**YOUR INSTRUCTIONS**
Please reproduce the entries below exactly, starting at the first line and ending with the line that holds "pub struct CodeRunnerOpts".

**DATA**
use std::path::PathBuf;

use anyhow::Result;
use clap::{Args, Parser, Subcommand};
use coderunner::{
    config::CodeRunnerConfig,
    source::{read_source, resolve_language},
};
use coderunner_client::{
    editor::{AssistantView, EditorSession, NavigationState},
    model::{AssistAction, Language},
    service::CodeRunnerService,
};
use log::{debug, info, trace};

#[derive(Parser)]
#[clap(
    version = "0.1",
    about = "Run code and ask an AI assistant about it, from the command line"
)]
pub struct CodeRunnerOpts {
    /// Config file path
    #[clap(short, long)]
    config: Option<String>,
    /// Backend address, overrides the config file
    #[clap(long)]
    base_url: Option<String>,
    #[clap(subcommand)]
    command: Command,
}

#[derive(Subcommand)]
enum Command {
    /// Run source code and print its output
    Run(SourceArgs),
    /// Ask for an explanation of the code
    Explain(SourceArgs),
    /// Ask for a fixed version of the code
    Fix {
        #[clap(flatten)]
        source: SourceArgs,
        /// Output of a previous run to send along
        #[clap(long, conflicts_with = "run")]
        output: Option<String>,
        /// Run the code first and send its output along
        #[clap(long)]
        run: bool,
    },
    /// Ask for an optimized version of the code
    Optimize(SourceArgs),
    /// Print the sample program of a language
    Sample {
        #[clap(short, long)]
        language: Option<Language>,
    },
    /// List the supported languages
    Languages,
}

#[derive(Args)]
struct SourceArgs {
    /// Language of the code, guessed from the file extension when omitted
    #[clap(short, long)]
    language: Option<Language>,
    /// Source file, `-` for stdin; the language sample is used when omitted
    file: Option<PathBuf>,
}

impl SourceArgs {
    fn into_session(self, config: &CodeRunnerConfig) -> Result<EditorSession> {
        let language =
            resolve_language(self.language, self.file.as_deref(), config.editor.language);
        let code = read_source(self.file.as_deref(), language)?;

        let mut session = EditorSession::new(language);
        session.set_theme(config.editor.theme);
        session.set_code(code);
        Ok(session)
    }
}

async fn assist(
    service: &CodeRunnerService,
    action: AssistAction,
    navigation: NavigationState,
) -> String {
    let mut view = AssistantView::open(action, navigation);
    info!("{}", view.title());
    view.load(service).await.to_string()
}

#[tokio::main]
async fn main() -> Result<()> {
    env_logger::init();
    let options = CodeRunnerOpts::parse();

    let mut config = match &options.config {
        Some(path) => {
            debug!("loading config file at {}", path);
            CodeRunnerConfig::load(path)?
        }
        None => CodeRunnerConfig::default(),
    };
    if let Some(base_url) = options.base_url {
        config.api.base_url = base_url;
    }
    trace!("config loaded successfully with content: {:#?}", config);

    let service = CodeRunnerService::new(config.client_options());

    match options.command {
        Command::Run(source) => {
            let mut session = source.into_session(&config)?;
            info!("Running {} ({})", session.file_name(), session.language());
            if let Some(output) = session.run(&service).await {
                println!("{}", output);
            }
        }
        Command::Explain(source) => {
            let session = source.into_session(&config)?;
            let text = assist(&service, AssistAction::Explain, session.navigation_state()).await;
            println!("{}", text);
        }
        Command::Fix {
            source,
            output,
            run,
        } => {
            let mut session = source.into_session(&config)?;
            let navigation = if run {
                session.run(&service).await;
                session.navigation_state()
            } else {
                NavigationState {
                    output,
                    ..session.navigation_state()
                }
            };
            let text = assist(&service, AssistAction::Fix, navigation).await;
            println!("{}", text);
        }
        Command::Optimize(source) => {
            let session = source.into_session(&config)?;
            let text = assist(&service, AssistAction::Optimize, session.navigation_state()).await;
            println!("{}", text);
        }
        Command::Sample { language } => {
            let language = language.unwrap_or(config.editor.language);
            println!("{}", language.sample().code);
        }
        Command::Languages => {
            for language in Language::ALL {
                println!("{:<8}{}", language, language.sample().file);
            }
        }
    }

    Ok(())
}
pub mod assistant;

use log::{debug, error};
use serde::{Deserialize, Serialize};

use crate::{
    model::{ExecutionRequest, ExecutionResult, Language},
    run_code::RUN_ERROR,
    service::CodeRunnerServiceTrait,
    ClientError,
};

pub use assistant::{AssistantView, BackAction, NavigationState, ViewState};

#[derive(Serialize, Deserialize, Debug, Clone, Copy, PartialEq, Eq, Default)]
#[serde(rename_all = "lowercase")]
pub enum Theme {
    #[default]
    Dark,
    Light,
}

impl Theme {
    pub fn toggled(self) -> Self {
        match self {
            Theme::Dark => Theme::Light,
            Theme::Light => Theme::Dark,
        }
    }
}

/// State of one editor page: the selected language, the code being edited
/// and the output of the last run.
#[derive(Debug, Clone)]
pub struct EditorSession {
    language: Language,
    code: String,
    output: String,
    theme: Theme,
    loading: bool,
}

impl EditorSession {
    pub fn new(language: Language) -> Self {
        EditorSession {
            language,
            code: language.sample().code.to_string(),
            output: String::new(),
            theme: Theme::default(),
            loading: false,
        }
    }

    pub fn language(&self) -> Language {
        self.language
    }

    pub fn code(&self) -> &str {
        &self.code
    }

    pub fn output(&self) -> &str {
        &self.output
    }

    pub fn theme(&self) -> Theme {
        self.theme
    }

    pub fn file_name(&self) -> &'static str {
        self.language.sample().file
    }

    /// Switch language. The code is replaced by the sample of the new language.
    pub fn select_language(&mut self, language: Language) {
        debug!("Selecting language {}", language);
        self.language = language;
        self.code = language.sample().code.to_string();
        self.output.clear();
    }

    pub fn set_code(&mut self, code: impl Into<String>) {
        self.code = code.into();
    }

    pub fn clear_output(&mut self) {
        self.output.clear();
    }

    pub fn set_theme(&mut self, theme: Theme) {
        self.theme = theme;
    }

    pub fn toggle_theme(&mut self) {
        self.theme = self.theme.toggled();
    }

    pub fn can_run(&self) -> bool {
        !self.loading
    }

    pub fn run_label(&self) -> &'static str {
        if self.loading {
            "Running..."
        } else {
            "Run"
        }
    }

    /// Start a run. Returns `None` while another run is still outstanding.
    pub fn begin_run(&mut self) -> Option<ExecutionRequest> {
        if self.loading {
            debug!("A run is already in progress");
            return None;
        }

        self.loading = true;
        self.output.clear();
        Some(ExecutionRequest {
            language: self.language,
            code: self.code.clone(),
        })
    }

    pub fn finish_run(&mut self, result: Result<ExecutionResult, ClientError>) {
        self.output = match result {
            Ok(result) => result.output,
            Err(e) => {
                error!("Error while running code: {:?}", e);
                RUN_ERROR.to_string()
            }
        };
        self.loading = false;
    }

    /// Run the current code and return the displayed output, or `None` if a
    /// run was already outstanding.
    pub async fn run(&mut self, service: &dyn CodeRunnerServiceTrait) -> Option<&str> {
        let request = self.begin_run()?;
        let result = service.run_code(request).await;
        self.finish_run(result);
        Some(self.output.as_str())
    }

    /// State handed over to an assistant view
    pub fn navigation_state(&self) -> NavigationState {
        NavigationState {
            code: Some(self.code.clone()),
            language: Some(self.language),
            theme: Some(self.theme),
            output: Some(self.output.clone()),
        }
    }
}

impl Default for EditorSession {
    fn default() -> Self {
        EditorSession::new(Language::Python)
    }
}

#[cfg(test)]
mod tests {
    use super::*;
    use crate::service::MockCodeRunnerServiceTrait;

    fn parse_error() -> ClientError {
        serde_json::from_str::<serde_json::Value>("<html>")
            .unwrap_err()
            .into()
    }

    #[test]
    fn test_new_session_shows_sample() {
        let session = EditorSession::default();
        assert_eq!(session.language(), Language::Python);
        assert_eq!(session.code(), "print(\"Hello World\")");
        assert_eq!(session.file_name(), "main.py");
        assert_eq!(session.output(), "");
        assert_eq!(session.theme(), Theme::Dark);
        assert!(session.can_run());
    }

    #[test]
    fn test_select_language_resets_code_and_output() {
        let mut session = EditorSession::default();
        session.set_code("print(1 / 0)");
        session.finish_run(Ok(ExecutionResult {
            output: "ZeroDivisionError".to_string(),
        }));

        session.select_language(Language::Cpp);

        assert_eq!(session.code(), Language::Cpp.sample().code);
        assert_eq!(session.file_name(), "main.cpp");
        assert_eq!(session.output(), "");
    }

    #[test]
    fn test_clear_output() {
        let mut session = EditorSession::default();
        session.finish_run(Err(parse_error()));
        assert_eq!(session.output(), RUN_ERROR);

        session.clear_output();
        assert_eq!(session.output(), "");
    }

    #[test]
    fn test_toggle_theme() {
        let mut session = EditorSession::default();
        session.toggle_theme();
        assert_eq!(session.theme(), Theme::Light);
        session.toggle_theme();
        assert_eq!(session.theme(), Theme::Dark);
    }

    #[test]
    fn test_run_control_disabled_while_outstanding() {
        let mut session = EditorSession::new(Language::Js);

        let request = session.begin_run().unwrap();
        assert_eq!(request.language, Language::Js);
        assert_eq!(request.code, "console.log(\"Hello World\")");
        assert!(!session.can_run());
        assert_eq!(session.run_label(), "Running...");
        assert!(session.begin_run().is_none());

        session.finish_run(Ok(ExecutionResult {
            output: "Hello World\n".to_string(),
        }));
        assert!(session.can_run());
        assert_eq!(session.run_label(), "Run");
    }

    #[test]
    fn test_run_control_enabled_after_failure() {
        let mut session = EditorSession::default();
        session.begin_run().unwrap();
        session.finish_run(Err(parse_error()));

        assert!(session.can_run());
        assert_eq!(session.output(), RUN_ERROR);
    }

    #[test]
    fn test_begin_run_clears_previous_output() {
        let mut session = EditorSession::default();
        session.finish_run(Ok(ExecutionResult {
            output: "old".to_string(),
        }));

        session.begin_run().unwrap();
        assert_eq!(session.output(), "");
    }

    #[tokio::test]
    async fn test_run_displays_output() {
        let mut mock_service = MockCodeRunnerServiceTrait::new();
        mock_service
            .expect_run_code()
            .withf(|request| request.language == Language::Python && request.code == "print('X')")
            .once()
            .returning(|_| {
                Ok(ExecutionResult {
                    output: "X".to_string(),
                })
            });

        let mut session = EditorSession::default();
        session.set_code("print('X')");

        let output = session.run(&mock_service).await;
        assert_eq!(output, Some("X"));
        assert!(session.can_run());
    }

    #[tokio::test]
    async fn test_run_failure_displays_sentinel() {
        let mut mock_service = MockCodeRunnerServiceTrait::new();
        mock_service
            .expect_run_code()
            .once()
            .returning(|_| Err(ClientError::NullBody));

        let mut session = EditorSession::default();

        let output = session.run(&mock_service).await;
        assert_eq!(output, Some(RUN_ERROR));
        assert!(session.can_run());
    }

    #[tokio::test]
    async fn test_run_while_outstanding_issues_no_request() {
        let mut mock_service = MockCodeRunnerServiceTrait::new();
        mock_service.expect_run_code().never();

        let mut session = EditorSession::default();
        session.begin_run().unwrap();

        assert_eq!(session.run(&mock_service).await, None);
    }

    #[test]
    fn test_navigation_state() {
        let mut session = EditorSession::new(Language::Java);
        session.toggle_theme();
        session.finish_run(Ok(ExecutionResult {
            output: "Hello World".to_string(),
        }));

        let state = session.navigation_state();
        assert_eq!(state.language, Some(Language::Java));
        assert_eq!(state.code.as_deref(), Some(Language::Java.sample().code));
        assert_eq!(state.theme, Some(Theme::Light));
        assert_eq!(state.output.as_deref(), Some("Hello World"));
    }
}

**EXPECTED ANSWER**
use std::path::PathBuf;

use anyhow::Result;
use clap::{Args, Parser, Subcommand};
use coderunner::{
    config::CodeRunnerConfig,
    source::{read_source, resolve_language},
};
use coderunner_client::{
    editor::{AssistantView, EditorSession, NavigationState},
    model::{AssistAction, Language},
    service::CodeRunnerService,
};
use log::{debug, info, trace};

#[derive(Parser)]
#[clap(
    version = "0.1",
    about = "Run code and ask an AI assistant about it, from the command line"
)]
pub struct CodeRunnerOpts {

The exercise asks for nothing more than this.